For simplicity, we will now assume that \(\gcd(n,q)=1\). Later, we will explain why making such a modification is completely feasible.
Let \(\beta\) be a primitive \(n\)th root of unity lying the in the algebraic closure of \(\mathbb{F}_q\) .We know that in the field \(\mathbb{F}_q[\beta]\) the polynomial \(x^n-1\) completely splits as follows.
\[\begin{equation}x^n-1 = (x-1) (x-\beta) ( x - \beta^{2}) \dots (x- \beta^{n-1}) . \end{equation}\]
Now for any root \(\beta^i\) of \(x^n-1\), what are the conjugates of \(\beta^{i}\)? Because we know the structure of the Galois group, we know that the set of conjugates are \(\{ \beta^{i}, \beta ^{iq}, \beta^{iq^{2}}, \dots \}\). This is because the Galois group of a finite field extension is cyclic and generated by the Frobenius isomorphism. Therefore each irreducible factor of \(x^n -1\) looks like
\[\begin{equation} (x-\beta^{i})(x-\beta^{iq})(x-\beta^{iq^{2}})\dots \end{equation}\]
for some \(i\).
Inspired by this, let consider the cyclic group of \(n\) elements \(\mathbb{Z}/n\mathbb{Z}\), written additively. Let \(m_q :\mathbb{Z}/n\mathbb{Z} \rightarrow \mathbb{Z}/n\mathbb{Z}\) be the “multiplication by \(q\)” map. Since \(\gcd(n,q)=1\), we know that this multiplication map is a permutation. More importantly, number of cycles of this permutation are in bijection with the irreducible factors of \(x^n-1\).

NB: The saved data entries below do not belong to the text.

// Scenario 4 (spec §8): `accumulate` carries running state across rounds.
#[tokio::test]
async fn accumulate_exchange_tracks_running_state() {
    let pipe = spawn_pipe_client().await;
    let input_schema = Schema::new(vec![f64_field("value")]);
    let result_schema = Schema::new(vec![
        f64_field("running_sum"),
        tablerpc_core::Field::new("exchange_count", tablerpc_core::DataKind::Int64, false),
    ]);

    let (_header, mut handle) = pipe
        .open_exchange(
            "accumulate",
            &Schema::empty(),
            Row::new(),
            input_schema,
            result_schema,
            None,
            None,
        )
        .await
        .unwrap();

    let r1 = handle.send(row(&[("value", Value::Float64(1.0))])).await.unwrap().unwrap();
    let r2 = handle.send(row(&[("value", Value::Float64(2.0))])).await.unwrap().unwrap();
    let r3 = handle.send(row(&[("value", Value::Float64(3.0))])).await.unwrap().unwrap();
    handle.close().await.unwrap();

    assert_eq!(r1["running_sum"], Value::Float64(1.0));
    assert_eq!(r1["exchange_count"], Value::Int64(1));
    assert_eq!(r2["running_sum"], Value::Float64(3.0));
    assert_eq!(r2["exchange_count"], Value::Int64(2));
    assert_eq!(r3["running_sum"], Value::Float64(6.0));
    assert_eq!(r3["exchange_count"], Value::Int64(3));
}

// Scenario 5 (spec §8): a producer that fails partway through delivers the
// rows emitted before the failure, then a handler error carrying the exact
// wire message the server produced.
#[tokio::test]
async fn producer_error_mid_stream_surfaces_after_partial_rows() {
    let pipe = spawn_pipe_client().await;
    let params_schema = Schema::new(vec![tablerpc_core::Field::new(
        "emit_before_error",
        tablerpc_core::DataKind::Int32,
        false,
    )]);
    let result_schema = Schema::new(vec![tablerpc_core::Field::new(
        "n",
        tablerpc_core::DataKind::Int32,
        false,
    )]);

    let (_header, mut handle) = pipe
        .open_producer(
            "produce_error_mid_stream",
            &params_schema,
            row(&[("emit_before_error", Value::Int32(2))]),
            result_schema,
            None,
            None,
        )
        .await
        .unwrap();

    let mut rows = Vec::new();
    let err = loop {
        match handle.next().await {
            Ok(Some(r)) => rows.push(r),
            Ok(None) => panic!("stream ended cleanly; expected a terminal error"),
            Err(e) => break e,
        }
    };

    assert_eq!(rows.len(), 2);
    assert_eq!(rows[0]["n"], Value::Int32(0));
    assert_eq!(rows[1]["n"], Value::Int32(1));
    assert_eq!(
        err.to_string(),
        "ConformanceError: intentional error after 2 batches"
    );
}

// Scenario 5 (spec §8), HTTP transport: the same mid-stream failure, but
// observed through the stateless transport's deferred-error contract (spec
// §7) — the EXCEPTION batch arrives in the same response as the two rows
// that preceded it, so the client must hand back the rows before exposing
// the error rather than raising out of `open_stream`/`continue_stream`.
#[tokio::test]
async fn producer_error_mid_stream_over_http_defers_to_after_the_rows() {
    let (http, _base_url) = spawn_http_client().await;
    let params_schema = Schema::new(vec![tablerpc_core::Field::new(
        "emit_before_error",
        tablerpc_core::DataKind::Int32,
        false,
    )]);
    let result_schema = Schema::new(vec![tablerpc_core::Field::new(
        "n",
        tablerpc_core::DataKind::Int32,
        false,
    )]);

    let (_header, mut call) = http
        .open_stream(
            "produce_error_mid_stream",
            &params_schema,
            row(&[("emit_before_error", Value::Int32(2))]),
            None,
            result_schema,
            None,
            None,
        )
        .await
        .unwrap();

    assert_eq!(call.rows.len(), 2);
    assert_eq!(call.rows[0]["n"], Value::Int32(0));
    assert_eq!(call.rows[1]["n"], Value::Int32(1));
    assert!(call.is_finished(), "the error ends the stream, no continuation token");

    let err = call.take_error().expect("a deferred mid-stream error");
    assert_eq!(err.to_string(), "ConformanceError: intentional error after 2 batches");
}

// Testable property 6 (spec §8): the HTTP session infers an exchange's
// input schema from the first row it sends (no `round_input_schema` is
// given to `open_stream` here) and locks it from then on; a later round
// whose row doesn't match that inferred schema is rejected client-side,
// without a request ever reaching the server.
#[tokio::test]
async fn exchange_schema_lock_rejects_a_reshaped_row_without_hitting_the_wire() {
    let (http, _base_url) = spawn_http_client().await;
    let params_schema = Schema::new(vec![f64_field("factor")]);
    let result_schema = Schema::new(vec![f64_field("value")]);

    let (_header, call) = http
        .open_stream(
            "scale",
            &params_schema,
            row(&[("factor", Value::Float64(2.0))]),
            None,
            result_schema,
            None,
            None,
        )
        .await
        .unwrap();
    assert!(call.input_schema().is_none(), "schema isn't known until the first row");

    let (first, call) = http
        .continue_stream(&call, Some(row(&[("value", Value::Float64(5.0))])))
        .await
        .unwrap();
    assert_eq!(first.unwrap()["value"], Value::Float64(10.0));
    let locked = call.input_schema().cloned().expect("first row locked the schema");
    assert_eq!(locked.names(), vec!["value"]);

    let err = http
        .continue_stream(&call, Some(row(&[("other", Value::Float64(1.0))])))
        .await
        .unwrap_err();
    assert!(
        err.to_string().contains("schema changed"),
        "unexpected error: {err}"
    );
}

// Scenario 6 (spec §8): a state token survives a clean round trip but is
// rejected, with the server's exact wire message, once a single byte is
// flipped.
#[tokio::test]
async fn tampered_continuation_token_is_rejected() {
    let (http, base_url) = spawn_http_client().await;
    let params_schema = Schema::empty();
    let input_schema = Schema::new(vec![f64_field("value")]);
    let result_schema = Schema::new(vec![
        f64_field("running_sum"),
        tablerpc_core::Field::new("exchange_count", tablerpc_core::DataKind::Int64, false),
    ]);

    let (_header, call) = http
        .open_stream(
            "accumulate",
            &params_schema,
            Row::new(),
            Some(&input_schema),
            result_schema.clone(),
            None,
            None,
        )
        .await
        .unwrap();

    let (_row, call) = http.continue_stream(&call, None).await.unwrap();
    assert!(!call.is_finished(), "accumulate never signals completion on its own");
    let token = call.continuation_token().unwrap().to_string();

    let mut tampered: Vec<u8> = token.into_bytes();
    let last = tampered.len() - 1;
    tampered[last] = if tampered[last] == b'A' { b'B' } else { b'A' };
    let tampered_token = String::from_utf8(tampered).unwrap();

    let values = vec![Value::Float64(1.0)];
    let mut batch = build_request_batch(&input_schema, Some(values), "accumulate", None).unwrap();
    batch = batch.with_metadata(KEY_STREAM_STATE, tampered_token);
    let body = write_stream(&input_schema, &[batch]).unwrap();

    let raw_client: LegacyClient<HttpConnector, Full<Bytes>> =
        LegacyClient::builder(TokioExecutor::new()).build_http();
    let uri: hyper::Uri = format!("{base_url}/accumulate/exchange").parse().unwrap();
    let request = Request::post(uri)
        .header(hyper::header::CONTENT_TYPE, CONTENT_TYPE_ARROW_STREAM)
        .body(Full::new(Bytes::from(body)))
        .unwrap();

    let response = raw_client.request(request).await.unwrap();
    assert_eq!(response.status(), StatusCode::BAD_REQUEST);
    let body_bytes = response.into_body().collect().await.unwrap().to_bytes();
    let message = String::from_utf8_lossy(&body_bytes);
    assert!(
        message.contains("HMAC verification failed"),
        "unexpected rejection message: {message}"
    );
}
//! Stream dispatch over the HTTP transport (spec §4.6). Stateless between
//! calls: every round trip carries whatever state it needs in the request
//! body and in a signed continuation token, rather than on a live
//! connection the way the pipe transport's dispatcher does.

use std::collections::BTreeMap;

use super::{batch_to_row, row_to_values};
use crate::codec::{build_error_batch_shaped, build_log_batch, build_result_batch, parse_request_header};
use crate::constants::{DESCRIBE_METHOD_NAME, KEY_REQUEST_ID, KEY_SERVER_ID, KEY_STREAM_STATE};
use crate::error::{Result, RpcError};
use crate::ipc::{Batch, Schema};
use crate::registry::{resolve_overrides, HandlerContext, LogEntry, Method, OutputCollector, Protocol, StreamHandler};
use crate::token::TokenCodec;

/// Tunables for the HTTP producer loop (spec §4.6).
pub struct HttpDispatchConfig {
    /// Soft cap, in bytes, on the total size of data batches a single
    /// `init`/`exchange` round accumulates before yielding a continuation
    /// token instead of running the producer to completion.
    pub byte_budget: usize,
}

impl Default for HttpDispatchConfig {
    fn default() -> Self {
        HttpDispatchConfig { byte_budget: 4 * 1024 * 1024 }
    }
}

/// Handle `{prefix}/{method}/init`. `route_method` is the method name taken
/// from the URL; the request batch's own `method` metadata must agree with
/// it (spec's general wire contract that every request batch carries
/// `method` metadata, unchanged by which transport carries it).
#[tracing::instrument(skip(protocol, tokens, config, request_bytes), fields(method = %route_method))]
pub async fn dispatch_init(
    protocol: &Protocol,
    server_id: &str,
    tokens: &TokenCodec,
    config: &HttpDispatchConfig,
    route_method: &str,
    request_bytes: &[u8],
) -> Result<Vec<u8>> {
    let (_schema, mut batches) = crate::ipc::read_stream(request_bytes)?;
    let request_batch = batches
        .pop()
        .ok_or_else(|| RpcError::protocol("init request stream carries no batch"))?;

    let header = parse_request_header(&request_batch)?;
    let request_id = header.request_id.clone();

    if header.method == DESCRIBE_METHOD_NAME {
        let describe = protocol.describe_batch(server_id)?;
        let schema = describe.schema().clone();
        return crate::ipc::write_stream(&schema, &[describe]);
    }
    if header.method != route_method {
        return Err(RpcError::protocol(format!(
            "request batch method {:?} does not match route {:?}",
            header.method, route_method
        )));
    }

    let method = match protocol.get(&header.method) {
        Some(m @ (Method::Producer(_) | Method::Exchange(_))) => m,
        Some(_) => return err_stream(&Schema::empty(), "method is not stream-shaped", server_id, request_id.as_deref()),
        None => {
            let available = protocol.method_names().join(", ");
            return err_stream(
                &Schema::empty(),
                &format!("unknown method {:?}; available methods: {available}", header.method),
                server_id,
                request_id.as_deref(),
            );
        }
    };

    let params_schema = method.params_schema();
    let params = batch_to_row(&request_batch, &params_schema)?;
    let handler = method
        .stream_handler()
        .expect("producer/exchange methods carry a stream handler")
        .clone();
    let header_schema = method.header_schema().cloned();

    let mut ctx = HandlerContext::new();
    let init_result = handler.init(params.clone(), &mut ctx).await;
    let mut pending_logs = ctx.take_logs();

    let state = match init_result {
        Ok(s) => s,
        Err(err) => {
            let shape = header_schema.clone().unwrap_or_else(Schema::empty);
            return batches_to_stream(&shape, std::mem::take(&mut pending_logs), Some(err), None, server_id, request_id.as_deref());
        }
    };

    let (result_schema, is_producer) =
        resolve_overrides(&state, method.result_schema(), method.is_producer_shaped())?;

    let mut header_bytes: Option<Vec<u8>> = None;
    if let Some(hschema) = &header_schema {
        let mut hctx = HandlerContext::new();
        match handler.header_init(&params, &state, &mut hctx).await {
            Ok(row) => {
                let mut logs = std::mem::take(&mut pending_logs);
                logs.extend(hctx.take_logs());
                let values = row_to_values(hschema, &row)?;
                let batch = build_result_batch(hschema, &[values], server_id, request_id.as_deref())?;
                header_bytes = Some(batches_to_stream(hschema, logs, None, Some(batch), server_id, request_id.as_deref())?);
            }
            Err(err) => {
                let mut logs = std::mem::take(&mut pending_logs);
                logs.extend(hctx.take_logs());
                return batches_to_stream(hschema, logs, Some(err), None, server_id, request_id.as_deref());
            }
        }
    }

    let data_bytes = if is_producer {
        run_producer_loop(
            handler.as_ref(),
            state,
            &result_schema,
            None,
            tokens,
            config.byte_budget,
            server_id,
            request_id.as_deref(),
            pending_logs,
        )
        .await?
    } else {
        let round_input_schema = method.round_input_schema();
        let token = tokens.pack(&state, Some(&result_schema), Some(&round_input_schema))?;
        let mut metadata = BTreeMap::new();
        metadata.insert(KEY_SERVER_ID.to_string(), server_id.to_string());
        metadata.insert(KEY_STREAM_STATE.to_string(), token);
        if let Some(id) = &request_id {
            metadata.insert(KEY_REQUEST_ID.to_string(), id.clone());
        }
        let token_batch = Batch::empty(&result_schema, metadata)?;
        batches_to_stream(&result_schema, pending_logs, None, Some(token_batch), server_id, request_id.as_deref())?
    };

    Ok(match header_bytes {
        Some(mut h) => {
            h.extend_from_slice(&data_bytes);
            h
        }
        None => data_bytes,
    })
}

/// Handle `{prefix}/{method}/exchange`.
#[tracing::instrument(skip(protocol, tokens, config, request_bytes), fields(method = %route_method))]
pub async fn dispatch_exchange(
    protocol: &Protocol,
    server_id: &str,
    tokens: &TokenCodec,
    config: &HttpDispatchConfig,
    route_method: &str,
    request_bytes: &[u8],
) -> Result<Vec<u8>> {
    let (_schema, mut batches) = crate::ipc::read_stream(request_bytes)?;
    let request_batch = batches
        .pop()
        .ok_or_else(|| RpcError::protocol("exchange request stream carries no batch"))?;

    let header = parse_request_header(&request_batch)?;
    let request_id = header.request_id.clone();
    if header.method != route_method {
        return Err(RpcError::protocol(format!(
            "request batch method {:?} does not match route {:?}",
            header.method, route_method
        )));
    }

    let method = match protocol.get(&header.method) {
        Some(m @ (Method::Producer(_) | Method::Exchange(_))) => m,
        _ => {
            return Err(RpcError::protocol(format!(
                "unknown or non-stream method {:?}",
                header.method
            )))
        }
    };

    let token = request_batch
        .metadata_get(crate::constants::KEY_STREAM_STATE)
        .ok_or_else(|| RpcError::protocol("exchange request missing stream_state"))?;
    let unpacked = tokens.unpack(token)?;

    let registered_result_schema = method.result_schema().clone();
    let result_schema = unpacked.output_schema.clone().unwrap_or(registered_result_schema);
    let (result_schema, is_producer) =
        resolve_overrides(&unpacked.state, &result_schema, method.is_producer_shaped())?;

    let handler = method
        .stream_handler()
        .expect("producer/exchange methods carry a stream handler")
        .clone();

    if is_producer {
        let data_bytes = run_producer_loop(
            handler.as_ref(),
            unpacked.state,
            &result_schema,
            None,
            tokens,
            config.byte_budget,
            server_id,
            request_id.as_deref(),
            Vec::new(),
        )
        .await?;
        return Ok(data_bytes);
    }

    let input_schema = unpacked.input_schema.clone().unwrap_or_else(|| method.round_input_schema());
    let input_row = batch_to_row(&request_batch, &input_schema)?;

    let mut out = OutputCollector::new(false);
    let step_result = handler.step(unpacked.state, Some(input_row), &mut out).await;
    match step_result {
        Ok(next_state) => {
            let (logs, row) = out.into_parts();
            let new_token = tokens.pack(&next_state, Some(&result_schema), Some(&input_schema))?;
            let mut out_batches = Vec::new();
            for log in &logs {
                out_batches.push(build_log_batch(&log.level, &log.message, log.extra.as_ref(), server_id, request_id.as_deref())?);
            }
            match row {
                Some(row) => {
                    let values = row_to_values(&result_schema, &row)?;
                    let batch = build_result_batch(&result_schema, &[values], server_id, request_id.as_deref())?
                        .with_metadata(KEY_STREAM_STATE, new_token);
                    out_batches.push(batch);
                }
                None => {
                    let mut metadata = BTreeMap::new();
                    metadata.insert(KEY_SERVER_ID.to_string(), server_id.to_string());
                    metadata.insert(KEY_STREAM_STATE.to_string(), new_token);
                    if let Some(id) = &request_id {
                        metadata.insert(KEY_REQUEST_ID.to_string(), id.clone());
                    }
                    out_batches.push(Batch::empty(&result_schema, metadata)?);
                }
            }
            crate::ipc::write_stream(&result_schema, &out_batches)
        }
        Err(err) => {
            let error_batch = build_error_batch_shaped(&result_schema, &err, server_id, request_id.as_deref())?;
            crate::ipc::write_stream(&result_schema, &[error_batch])
        }
    }
}

async fn run_producer_loop(
    handler: &dyn StreamHandler,
    mut state: serde_json::Value,
    result_schema: &Schema,
    _input_schema: Option<&Schema>,
    tokens: &TokenCodec,
    byte_budget: usize,
    server_id: &str,
    request_id: Option<&str>,
    initial_logs: Vec<LogEntry>,
) -> Result<Vec<u8>> {
    let mut out_batches = Vec::new();
    for log in &initial_logs {
        out_batches.push(build_log_batch(&log.level, &log.message, log.extra.as_ref(), server_id, request_id)?);
    }

    let mut bytes_used = 0usize;
    loop {
        let mut out = OutputCollector::new(true);
        let step_result = handler.step(state.clone(), None, &mut out).await;
        match step_result {
            Ok(next_state) => {
                state = next_state;
                let finished = out.is_finished();
                let (logs, row) = out.into_parts();
                for log in &logs {
                    out_batches.push(build_log_batch(&log.level, &log.message, log.extra.as_ref(), server_id, request_id)?);
                }
                if let Some(row) = row {
                    let values = row_to_values(result_schema, &row)?;
                    let batch = build_result_batch(result_schema, &[values], server_id, request_id)?;
                    bytes_used += batch.approx_wire_len()?;
                    out_batches.push(batch);
                }
                if finished {
                    break;
                }
                if bytes_used > byte_budget {
                    let continuation = tokens.pack(&state, Some(result_schema), None)?;
                    let mut metadata = BTreeMap::new();
                    metadata.insert(KEY_SERVER_ID.to_string(), server_id.to_string());
                    metadata.insert(KEY_STREAM_STATE.to_string(), continuation);
                    if let Some(id) = request_id {
                        metadata.insert(KEY_REQUEST_ID.to_string(), id.to_string());
                    }
                    out_batches.push(Batch::empty(result_schema, metadata)?);
                    break;
                }
            }
            Err(err) => {
                out_batches.push(build_error_batch_shaped(result_schema, &err, server_id, request_id)?);
                break;
            }
        }
    }

    crate::ipc::write_stream(result_schema, &out_batches)
}

fn batches_to_stream(
    schema: &Schema,
    logs: Vec<LogEntry>,
    err: Option<RpcError>,
    trailing: Option<Batch>,
    server_id: &str,
    request_id: Option<&str>,
) -> Result<Vec<u8>> {
    let mut out = Vec::new();
    for log in &logs {
        out.push(build_log_batch(&log.level, &log.message, log.extra.as_ref(), server_id, request_id)?);
    }
    if let Some(err) = err {
        out.push(build_error_batch_shaped(schema, &err, server_id, request_id)?);
    }
    if let Some(batch) = trailing {
        out.push(batch);
    }
    crate::ipc::write_stream(schema, &out)
}

fn err_stream(schema: &Schema, message: &str, server_id: &str, request_id: Option<&str>) -> Result<Vec<u8>> {
    let err = RpcError::protocol(message);
    batches_to_stream(schema, Vec::new(), Some(err), None, server_id, request_id)
}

Now for for any \(i \in \mathbb{Z}/n\mathbb{Z}\), \(\gcd(i,n) = \gcd(iq,n)\) . So if we write \[\mathbb{Z}/n\mathbb{Z} = \bigsqcup_{d| n} \{ k \in \mathbb{Z}/n\mathbb{Z} \ | \ \gcd(k,n)= d \}, \] then \(m_q\) permutes the elements of each of those disjoint sets. Let us denote each of those disjoint sets as \[\begin{equation}V_d = \{ k \in \mathbb{Z}/n\mathbb{Z} \ | \ \gcd(k,n) = d \}.\end{equation}\] Clearly, \(|V_d| = \varphi(n/d)\), \(\varphi\) being the Euler phi function. As an \(\langle m_q\rangle\)-set, the action of \(m_q\) on \(V_d\) is isomorphic to the action of \(m_q\) on \(\left(\mathbb{Z}/(n/d)\mathbb{Z}\right)^{*}\). Hence the number of cycles of the action of \(m_q\) on \(V_d\) as a permutation is equal to the number of cosets of \(\langle m_q \rangle \subset \left( \mathbb{Z} / (n/d)\mathbb{Z} \right) ^{*}\) which is equal to \({\varphi(\frac{n}{d})}/{ \mathop{\mathrm{ord}}_{\frac{n}{d}}(q ) }\), where \(\mathop{\mathrm{ord}}_{\frac{n}{d}}(q)\) is the order of \(q\) as an element of the multiplicative group \(\left( {\mathbb{Z}}/{\left( n/d \right) \mathbb{Z} } \right)^*\).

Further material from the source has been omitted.